The Israeli State of Exception and the Case for Academic Boycott

By David Lloyd and Malini Johar Schueller

Since the initial call for an academic and cultural boycott of Israel issued by Palestinian intellectuals in October 2002, the Palestinian Campaign for the Academic and Cultural Boycott of Israel (PACBI), launched in April 2004, has been perhaps the most significant element in an international and growing movement for boycott, divestment, and sanctions (BDS) against Israel. Endorsed by over 170 Palestinian organizations, including the Federation of Unions of Palestinian Universities’ Professors and Employees, BDS and PACBI are widely popular, nonviolent means to pursue the end of a regime of occupation, siege, dispossession, and discrimination that Israel has imposed with almost complete impunity for decades.
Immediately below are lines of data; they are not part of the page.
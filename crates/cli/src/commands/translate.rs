//! `glossa translate` — Run one translation workflow in the terminal.
//!
//! The workflow runs on its own task while this command renders the
//! observable state: streamed reasoning and text go to stdout, each review
//! request is printed with its candidate, and the reviewer answers on stdin.

use glossa_agent::{Agent, WorkflowOutcome};
use glossa_config::AppConfig;
use glossa_core::agent::PendingDecision;
use glossa_core::error::ProviderError;
use glossa_core::memory::WorkingMemory;
use glossa_core::message::{AssistantContent, ContextMessage, MessageBody, ToolInput, ToolStatus};
use std::collections::{HashMap, HashSet};
use std::io::Write;
use std::path::PathBuf;
use std::sync::Arc;
use tokio::io::{AsyncBufReadExt, BufReader};
use tracing::debug;

pub async fn run(text: Option<String>, file: Option<PathBuf>) -> Result<(), Box<dyn std::error::Error>> {
    let config = AppConfig::load().map_err(|e| format!("Failed to load config: {e}"))?;

    let provider = match glossa_providers::build_from_config(&config) {
        Ok(provider) => provider,
        Err(ProviderError::NotConfigured(reason)) => {
            eprintln!();
            eprintln!("  ERROR: {reason}");
            eprintln!();
            eprintln!("  Set one of these environment variables:");
            eprintln!("    DEEPSEEK_API_KEY=sk-...   (default provider)");
            eprintln!("    OPENAI_API_KEY=sk-...     (with default_provider = \"openai\")");
            eprintln!("    GLOSSA_API_KEY=sk-...     (any provider)");
            eprintln!();
            eprintln!("  Or add it to your config file:");
            eprintln!("    {}", AppConfig::config_path().display());
            eprintln!();
            return Err("Provider not configured. See above for setup instructions.".into());
        }
        Err(e) => return Err(e.into()),
    };

    let mut stdin = BufReader::new(tokio::io::stdin()).lines();
    let source = match (text, file) {
        (Some(text), _) => text,
        (None, Some(path)) => std::fs::read_to_string(&path)
            .map_err(|e| format!("Failed to read {}: {e}", path.display()))?,
        (None, None) => {
            prompt("  Text > ")?;
            stdin.next_line().await?.unwrap_or_default()
        }
    };
    if source.trim().is_empty() {
        return Err("Nothing to translate".into());
    }

    let agent = Arc::new(Agent::from_config(&config, provider));
    agent.init();

    println!();
    println!("  Provider:  {}", agent.provider_name());
    println!("  Model:     {}", agent.options().reasoning_model);
    println!("  Target:    {}", config.translation.target_language);
    println!("  Review:    y to approve, n [reason] to reject, Ctrl+C to stop");
    println!();

    debug!(chars = source.chars().count(), "Submitting text");
    let worker = {
        let agent = agent.clone();
        tokio::spawn(async move { agent.submit(source).await })
    };
    tokio::pin!(worker);

    let mut messages = agent.subscribe_messages();
    let mut pending = agent.subscribe_pending();
    let mut renderer = Renderer::default();
    let mut awaiting: Option<PendingDecision> = None;

    let result = loop {
        tokio::select! {
            joined = &mut worker => break joined?,
            Ok(()) = messages.changed() => {
                let log = messages.borrow_and_update().clone();
                renderer.render(&log)?;
            }
            Ok(()) = pending.changed() => {
                let decision = pending.borrow_and_update().clone();
                if let Some(decision) = &decision {
                    renderer.render(&agent.messages())?;
                    print_review(decision, &agent.working_memory())?;
                }
                awaiting = decision;
            }
            line = stdin.next_line(), if awaiting.is_some() => {
                let Some(line) = line? else {
                    // Stdin closed, nobody is left to review
                    agent.cancel();
                    continue;
                };
                match parse_review(&line) {
                    Some(ReviewInput::Approve) => {
                        agent.approve();
                    }
                    Some(ReviewInput::Reject(reason)) => {
                        agent.reject(reason);
                    }
                    None => prompt("  Please answer y or n [reason] > ")?,
                }
            }
            _ = tokio::signal::ctrl_c() => {
                eprintln!("\n  Stopping...");
                agent.cancel();
            }
        }
    };

    renderer.render(&agent.messages())?;
    println!();

    match result {
        Ok(WorkflowOutcome::Completed) => {
            print_results(&agent.working_memory());
            Ok(())
        }
        Ok(WorkflowOutcome::Aborted) => {
            println!("  Translation stopped.");
            print_results(&agent.working_memory());
            Ok(())
        }
        Err(e) => {
            eprintln!("  [Error] {e}");
            print_results(&agent.working_memory());
            Err(e.into())
        }
    }
}

fn prompt(text: &str) -> std::io::Result<()> {
    print!("{text}");
    std::io::stdout().flush()
}

/// A reviewer's answer.
#[derive(Debug, PartialEq, Eq)]
enum ReviewInput {
    Approve,
    Reject(Option<String>),
}

/// Parse `y`, `yes`, `n`, `no`, optionally followed by a rejection reason.
fn parse_review(line: &str) -> Option<ReviewInput> {
    let line = line.trim();
    let (word, rest) = match line.split_once(char::is_whitespace) {
        Some((word, rest)) => (word, rest.trim()),
        None => (line, ""),
    };

    match word.to_lowercase().as_str() {
        "y" | "yes" if rest.is_empty() => Some(ReviewInput::Approve),
        "n" | "no" => Some(ReviewInput::Reject(
            (!rest.is_empty()).then(|| rest.to_string()),
        )),
        _ => None,
    }
}

fn print_review(decision: &PendingDecision, memory: &WorkingMemory) -> std::io::Result<()> {
    let payload = &decision.payload;
    let sentence = payload["sentence"].as_str().unwrap_or_default();
    let translated = payload["translated"].as_str().unwrap_or_default();
    let attempt = payload["attempt"].as_u64().unwrap_or(1);

    let position = usize::try_from(memory.current_translation_index + 2).unwrap_or(1);
    let total = memory.split_texts.len().max(position);

    println!();
    println!("  ┌ Review segment {position}/{total} (attempt {attempt})");
    println!("  │ original:   {sentence}");
    println!("  │ candidate:  {translated}");
    prompt("  └ Approve? [y / n <reason>] > ")
}

fn print_results(memory: &WorkingMemory) {
    if memory.translation_results.is_empty() {
        return;
    }

    println!("  #  | Rejections | Original → Translation");
    println!("  ---+------------+-----------------------");
    for (i, result) in memory.translation_results.iter().enumerate() {
        println!(
            "  {:<2} | {:<10} | {} → {}",
            i + 1,
            result.rejection_count,
            result.original.trim(),
            result.translated
        );
    }
    println!();
    println!("  {}", memory.assembled_translation());
    println!();
}

/// Prints the message log incrementally.
#[derive(Default)]
struct Renderer {
    /// Bytes already printed per streaming message
    printed: HashMap<String, usize>,
    /// Messages whose final form has been printed
    done: HashSet<String>,
}

impl Renderer {
    fn render(&mut self, log: &[ContextMessage]) -> std::io::Result<()> {
        let mut out = std::io::stdout().lock();

        for message in log {
            match &message.body {
                MessageBody::System { .. } | MessageBody::User { .. } => {}
                MessageBody::Assistant { content } => match content {
                    AssistantContent::Reasoning { text } => {
                        self.stream(&mut out, &message.id, "  (thinking) ", text)?
                    }
                    AssistantContent::Text { text } => {
                        self.stream(&mut out, &message.id, "  Assistant > ", text)?
                    }
                    AssistantContent::ToolCalls { calls } => {
                        let complete = calls
                            .iter()
                            .all(|call| matches!(call.input, ToolInput::Complete(_)));
                        if complete && self.done.insert(message.id.clone()) {
                            for call in calls {
                                writeln!(out, "\n  → {}({})", call.tool_name, call.input.to_arguments())?;
                            }
                        }
                    }
                },
                MessageBody::Tool { status, results } => {
                    if *status == ToolStatus::Pending || !self.done.insert(message.id.clone()) {
                        continue;
                    }
                    for result in results {
                        match status {
                            ToolStatus::Approved => writeln!(out, "  ✓ {}", result.tool_name)?,
                            _ => writeln!(
                                out,
                                "  ✗ {}: {}",
                                result.tool_name,
                                result.output["error"].as_str().unwrap_or("failed")
                            )?,
                        }
                    }
                }
            }
        }

        out.flush()
    }

    fn stream(
        &mut self,
        out: &mut impl Write,
        id: &str,
        label: &str,
        text: &str,
    ) -> std::io::Result<()> {
        let printed = self.printed.entry(id.to_string()).or_insert(0);
        if text.len() <= *printed {
            return Ok(());
        }
        if *printed == 0 {
            write!(out, "\n{label}")?;
        }
        // Streaming only ever appends, so the old length is a char boundary
        write!(out, "{}", &text[*printed..])?;
        *printed = text.len();
        Ok(())
    }
}
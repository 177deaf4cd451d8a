//! End-to-end integration tests for the Glossa translation workflow.
//!
//! These tests drive a real [`Agent`] with the built-in tools against a
//! scripted provider, playing the reviewer through the public observer API.
//! The provider only implements `complete`, so workflow turns go through the
//! default replay-as-stream path.

use std::collections::VecDeque;
use std::sync::{Arc, Mutex};
use std::time::Duration;

use glossa_agent::{Agent, AgentOptions, WorkflowOutcome};
use glossa_config::AppConfig;
use glossa_core::agent::{PendingDecision, WorkflowState};
use glossa_core::error::{Error, ProviderError, ToolError};
use glossa_core::message::{
    AssistantContent, MessageBody, MessageToolCall, ModelMessage, Role, ToolStatus,
};
use glossa_core::provider::{FinishReason, Provider, ProviderRequest, ProviderResponse, Usage};
use glossa_tools::{TranslationOptions, default_registry};
use tokio_util::sync::CancellationToken;

// ── Scripted Provider ────────────────────────────────────────────────────

/// Returns scripted responses in sequence.
///
/// Requests carrying tool definitions are workflow turns; the rest are the
/// one-shot calls tools make. Each kind has its own queue. An empty queue
/// blocks until the request is cancelled.
#[derive(Default)]
struct ScriptedProvider {
    turns: Mutex<VecDeque<ProviderResponse>>,
    tool_replies: Mutex<VecDeque<String>>,
    requests: Mutex<Vec<ProviderRequest>>,
}

impl ScriptedProvider {
    fn new(turns: Vec<ProviderResponse>, tool_replies: Vec<&str>) -> Self {
        Self {
            turns: Mutex::new(turns.into()),
            tool_replies: Mutex::new(tool_replies.into_iter().map(String::from).collect()),
            requests: Mutex::new(Vec::new()),
        }
    }

    fn requests(&self) -> Vec<ProviderRequest> {
        self.requests.lock().unwrap().clone()
    }

    fn tool_requests(&self) -> Vec<ProviderRequest> {
        self.requests()
            .into_iter()
            .filter(|r| r.tools.is_empty())
            .collect()
    }

    fn turn_requests(&self) -> Vec<ProviderRequest> {
        self.requests()
            .into_iter()
            .filter(|r| !r.tools.is_empty())
            .collect()
    }
}

#[async_trait::async_trait]
impl Provider for ScriptedProvider {
    fn name(&self) -> &str {
        "e2e_mock"
    }

    async fn complete(
        &self,
        request: ProviderRequest,
        cancel: CancellationToken,
    ) -> Result<ProviderResponse, ProviderError> {
        self.requests.lock().unwrap().push(request.clone());

        let scripted = if request.tools.is_empty() {
            self.tool_replies
                .lock()
                .unwrap()
                .pop_front()
                .map(|text| text_response(&text, None))
        } else {
            self.turns.lock().unwrap().pop_front()
        };

        match scripted {
            Some(response) => Ok(response),
            None => {
                cancel.cancelled().await;
                Err(ProviderError::Cancelled)
            }
        }
    }
}

fn usage() -> Option<Usage> {
    Some(Usage {
        prompt_tokens: 10,
        completion_tokens: 5,
        total_tokens: 15,
    })
}

fn text_response(text: &str, reasoning: Option<&str>) -> ProviderResponse {
    ProviderResponse {
        message: ModelMessage::assistant(text),
        reasoning: reasoning.map(String::from),
        usage: usage(),
        model: "mock".into(),
        finish_reason: Some(FinishReason::Stop),
    }
}

fn tool_response(name: &str, args: serde_json::Value, reasoning: &str) -> ProviderResponse {
    tool_response_raw(name, &serde_json::to_string(&args).unwrap(), reasoning)
}

fn tool_response_raw(name: &str, arguments: &str, reasoning: &str) -> ProviderResponse {
    ProviderResponse {
        message: ModelMessage::assistant_tool_calls(vec![MessageToolCall {
            id: format!("call_{name}"),
            name: name.to_string(),
            arguments: arguments.to_string(),
        }]),
        reasoning: Some(reasoning.to_string()),
        usage: usage(),
        model: "mock".into(),
        finish_reason: Some(FinishReason::ToolCalls),
    }
}

fn build_agent(provider: Arc<ScriptedProvider>, max_rejections: Option<u32>) -> Arc<Agent> {
    let mut config = AppConfig::default();
    config.translation.target_language = "Chinese".into();
    config.translation.max_rejections = max_rejections;

    let tools = default_registry(&TranslationOptions {
        target_language: config.translation.target_language.clone(),
        max_rejections,
    });
    let agent = Arc::new(Agent::new(provider, tools, AgentOptions::from_config(&config)));
    agent.init();
    agent
}

fn spawn_submit(
    agent: &Arc<Agent>,
    text: &str,
) -> tokio::task::JoinHandle<glossa_core::Result<WorkflowOutcome>> {
    let agent = agent.clone();
    let text = text.to_string();
    tokio::spawn(async move { agent.submit(text).await })
}

async fn join(
    handle: tokio::task::JoinHandle<glossa_core::Result<WorkflowOutcome>>,
) -> glossa_core::Result<WorkflowOutcome> {
    tokio::time::timeout(Duration::from_secs(5), handle)
        .await
        .expect("workflow did not finish")
        .unwrap()
}

/// Wait for a review request other than `after`.
async fn review(agent: &Agent, after: Option<&PendingDecision>) -> PendingDecision {
    let mut rx = agent.subscribe_pending();
    let after = after.map(|p| p.id.clone());
    let next = tokio::time::timeout(
        Duration::from_secs(5),
        rx.wait_for(|p| p.as_ref().is_some_and(|p| Some(&p.id) != after.as_ref())),
    )
    .await
    .expect("no review request")
    .unwrap()
    .clone();
    next.unwrap()
}

// ── E2E: Happy path ──────────────────────────────────────────────────────

#[tokio::test]
async fn e2e_translate_single_sentence() {
    // Scenario: "Hello world." is split into one segment, translated, and
    // approved on the first attempt.
    let provider = Arc::new(ScriptedProvider::new(
        vec![
            tool_response(
                "split",
                serde_json::json!({"text": "Hello world."}),
                "Plan: split, then translate each segment.",
            ),
            tool_response(
                "translate",
                serde_json::json!({"src_string": "Hello world."}),
                "Translate the only segment.",
            ),
            text_response("翻译完成。", Some("All segments are done.")),
        ],
        vec![r#"{"indices": [12]}"#, "你好，世界。"],
    ));
    let agent = build_agent(provider.clone(), None);

    let handle = spawn_submit(&agent, "Hello world.");
    let request = review(&agent, None).await;
    assert_eq!(request.payload["sentence"], "Hello world.");
    assert_eq!(request.payload["translated"], "你好，世界。");
    assert_eq!(agent.state(), WorkflowState::ToolAuditPending);
    assert!(agent.approve());

    assert_eq!(join(handle).await.unwrap(), WorkflowOutcome::Completed);
    assert_eq!(agent.state(), WorkflowState::WorkflowComplete);

    let memory = agent.working_memory();
    assert!(memory.is_complete);
    assert_eq!(memory.split_texts, vec!["Hello world."]);
    assert_eq!(memory.translation_results.len(), 1);
    assert_eq!(memory.translation_results[0].translated, "你好，世界。");
    assert_eq!(memory.translation_results[0].rejection_count, 0);
    assert_eq!(memory.assembled_translation(), "你好，世界。");

    // Three workflow turns, two tool-model calls
    assert_eq!(provider.turn_requests().len(), 3);
    let tool_requests = provider.tool_requests();
    assert_eq!(tool_requests.len(), 2);
    assert!(tool_requests[0].json_mode);
    assert_eq!(tool_requests[1].messages[0].content, "translate this sentence: Hello world.");

    // Reasoning is shown to the user but never sent back to the model
    let messages = agent.messages();
    assert!(messages.iter().any(|m| matches!(
        &m.body,
        MessageBody::Assistant { content: AssistantContent::Reasoning { text } }
            if text == "Plan: split, then translate each segment."
    )));
    let final_turn = &provider.turn_requests()[2];
    assert!(final_turn
        .messages
        .iter()
        .all(|m| !m.content.contains("Plan: split")));
    assert_eq!(
        final_turn.messages.iter().filter(|m| m.role == Role::Tool).count(),
        2
    );
}

#[tokio::test]
async fn e2e_translate_two_segments_in_order() {
    let text = "Good morning. See you later.";
    let provider = Arc::new(ScriptedProvider::new(
        vec![
            tool_response("split", serde_json::json!({"text": text}), "Split first."),
            tool_response(
                "translate",
                serde_json::json!({"src_string": "Good morning."}),
                "Segment one.",
            ),
            tool_response(
                "translate",
                serde_json::json!({"src_string": " See you later."}),
                "Segment two.",
            ),
            text_response("Done.", None),
        ],
        vec!["[13]", "早上好。", "回头见。"],
    ));
    let agent = build_agent(provider, None);

    let handle = spawn_submit(&agent, text);
    let first = review(&agent, None).await;
    assert_eq!(first.payload["translated"], "早上好。");
    agent.approve();
    let second = review(&agent, Some(&first)).await;
    assert_eq!(second.payload["translated"], "回头见。");
    agent.approve();

    assert_eq!(join(handle).await.unwrap(), WorkflowOutcome::Completed);

    let memory = agent.working_memory();
    assert_eq!(memory.split_texts.len(), 2);
    assert_eq!(memory.current_translation_index, 1);
    assert!(memory.is_consistent());
    assert_eq!(memory.assembled_translation(), "早上好。 回头见。");
}

// ── E2E: Review loop ─────────────────────────────────────────────────────

#[tokio::test]
async fn e2e_reject_then_approve_uses_negative_exemplar() {
    let provider = Arc::new(ScriptedProvider::new(
        vec![
            tool_response(
                "translate",
                serde_json::json!({"src_string": "Hello world."}),
                "Translate directly.",
            ),
            text_response("Done.", None),
        ],
        vec!["哈喽世界", "你好，世界。"],
    ));
    let agent = build_agent(provider.clone(), None);

    let handle = spawn_submit(&agent, "Hello world.");
    let first = review(&agent, None).await;
    assert_eq!(first.payload["translated"], "哈喽世界");
    assert!(agent.reject(Some("too literal".into())));

    let second = review(&agent, Some(&first)).await;
    assert_eq!(second.payload["translated"], "你好，世界。");
    assert_eq!(second.payload["attempt"], 2);
    assert!(agent.approve());

    assert_eq!(join(handle).await.unwrap(), WorkflowOutcome::Completed);

    let memory = agent.working_memory();
    assert_eq!(memory.translation_results.len(), 1);
    assert_eq!(memory.translation_results[0].rejection_count, 1);
    assert!(memory.in_review.is_none());

    let retry_system = provider.tool_requests()[1].system.clone().unwrap();
    assert!(retry_system.contains("<original-sentence>Hello world.</original-sentence>"));
    assert!(retry_system.contains("<rejected-translated>哈喽世界</rejected-translated>"));
    assert!(retry_system.contains("too literal"));
}

#[tokio::test]
async fn e2e_review_gives_up_after_max_rejections() {
    let provider = Arc::new(ScriptedProvider::new(
        vec![tool_response(
            "translate",
            serde_json::json!({"src_string": "Hello world."}),
            "Translate.",
        )],
        vec!["A", "B"],
    ));
    let agent = build_agent(provider, Some(2));

    let handle = spawn_submit(&agent, "Hello world.");
    let first = review(&agent, None).await;
    agent.reject(None);
    review(&agent, Some(&first)).await;
    agent.reject(Some("still wrong".into()));

    let err = join(handle).await.unwrap_err();
    assert!(matches!(
        err,
        Error::Tool(ToolError::ReviewExhausted { rejections: 2, .. })
    ));
    assert_eq!(agent.state(), WorkflowState::Error);
    assert!(agent.working_memory().translation_results.is_empty());

    let settled = agent.messages().last().cloned().unwrap();
    assert_eq!(settled.tool_status(), Some(ToolStatus::Rejected));
}

// ── E2E: Failures and control ────────────────────────────────────────────

#[tokio::test]
async fn e2e_mid_stream_error_keeps_partial_reasoning() {
    // Malformed tool input surfaces as an error event after the reasoning
    let provider = Arc::new(ScriptedProvider::new(
        vec![tool_response_raw("split", "{\"text\": ", "Plan: split.")],
        vec![],
    ));
    let agent = build_agent(provider, None);

    let err = agent.submit("Hello world.").await.unwrap_err();
    assert!(matches!(err, Error::Provider(ProviderError::Stream(_))));
    assert_eq!(agent.state(), WorkflowState::Error);

    let messages = agent.messages();
    assert!(matches!(
        &messages[1].body,
        MessageBody::Assistant { content: AssistantContent::Reasoning { text } } if text == "Plan: split."
    ));
    assert!(messages.iter().all(|m| m.tool_status().is_none()));
}

#[tokio::test]
async fn e2e_cancel_during_tool_execution() {
    // No tool reply is scripted, so the translate tool hangs in its model call
    let provider = Arc::new(ScriptedProvider::new(
        vec![tool_response(
            "translate",
            serde_json::json!({"src_string": "Hello world."}),
            "Translate.",
        )],
        vec![],
    ));
    let agent = build_agent(provider, None);

    let handle = spawn_submit(&agent, "Hello world.");
    let mut state = agent.subscribe_state();
    tokio::time::timeout(
        Duration::from_secs(5),
        state.wait_for(|s| *s == WorkflowState::ToolExecuting),
    )
    .await
    .unwrap()
    .unwrap();

    agent.cancel();
    assert_eq!(join(handle).await.unwrap(), WorkflowOutcome::Aborted);
    assert_eq!(agent.state(), WorkflowState::Abort);
    assert_eq!(
        agent.messages().last().unwrap().tool_status(),
        Some(ToolStatus::Pending)
    );
}

#[tokio::test]
async fn e2e_cancel_without_workflow_is_noop() {
    let agent = build_agent(Arc::new(ScriptedProvider::default()), None);
    agent.cancel();
    assert_eq!(agent.state(), WorkflowState::Idle);
    assert!(agent.messages().is_empty());
}

#[tokio::test]
async fn e2e_clear_then_new_conversation() {
    let provider = Arc::new(ScriptedProvider::new(
        vec![
            tool_response(
                "translate",
                serde_json::json!({"src_string": "Hello world."}),
                "Translate.",
            ),
            text_response("Hi there!", None),
        ],
        vec!["你好，世界。"],
    ));
    let agent = build_agent(provider.clone(), None);

    let stale = spawn_submit(&agent, "Hello world.");
    review(&agent, None).await;
    agent.clear();
    assert_eq!(join(stale).await.unwrap(), WorkflowOutcome::Aborted);
    assert_eq!(agent.state(), WorkflowState::Idle);

    // The fresh conversation starts from an empty log
    assert_eq!(agent.submit("Hi").await.unwrap(), WorkflowOutcome::Completed);
    let last_turn = provider.turn_requests().pop().unwrap();
    assert_eq!(last_turn.messages.len(), 1);
    assert_eq!(last_turn.messages[0].content, "Hi");
    assert_eq!(agent.working_memory().original_text, "Hi");
}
A rights-based campaign that calls on civil society internationally to seek redress for gross violations of international law and human rights in the face of governments’ refusal to act, PACBI has called for an institutional boycott, that is, a boycott not of individual academics or artists but of educational and cultural institutions whose complicity in the maintenance and furtherance of occupation is indubitable and continuing. It also calls for the boycott of institutions or cultural organizations that operate explicitly under the auspices of the Israeli state, as ambassadors who seek to normalize the occupation and to promote a benevolent image of Israel as part of its campaign of propaganda.